Every record here needs to be retyped exactly.

Segment Start: Records for processing

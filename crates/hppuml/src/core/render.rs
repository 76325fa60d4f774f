//! Rendering trait for diagram elements
//!
//! Members, entities, relationships and namespace nodes all produce a
//! fragment of PlantUML text. Templates call the same method on whatever
//! object they are given.

/// An element that renders to a PlantUML fragment
pub trait Render {
    /// Render this element as PlantUML text
    fn render(&self) -> String;
}

impl<T: Render + ?Sized> Render for &T {
    fn render(&self) -> String {
        (**self).render()
    }
}

impl<T: Render + ?Sized> Render for Box<T> {
    fn render(&self) -> String {
        (**self).render()
    }
}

Segment End: Records for processing

Solution for this task:
filename crates/hppuml/src/core/render.rs
repository 76325fa60d4f774f
//! Rendering trait for diagram elements
//!
//! Members, entities, relationships and namespace nodes all produce a
//! fragment of PlantUML text. Templates call the same method on whatever
//! object they are given.

/// An element that renders to a PlantUML fragment
pub trait Render {
    /// Render this element as PlantUML text
    fn render(&self) -> String;
}

impl<T: Render + ?Sized> Render for &T {
    fn render(&self) -> String {
        (**self).render()
    }
}

impl<T: Render + ?Sized> Render for Box<T> {
    fn render(&self) -> String {
        (**self).render()
    }
}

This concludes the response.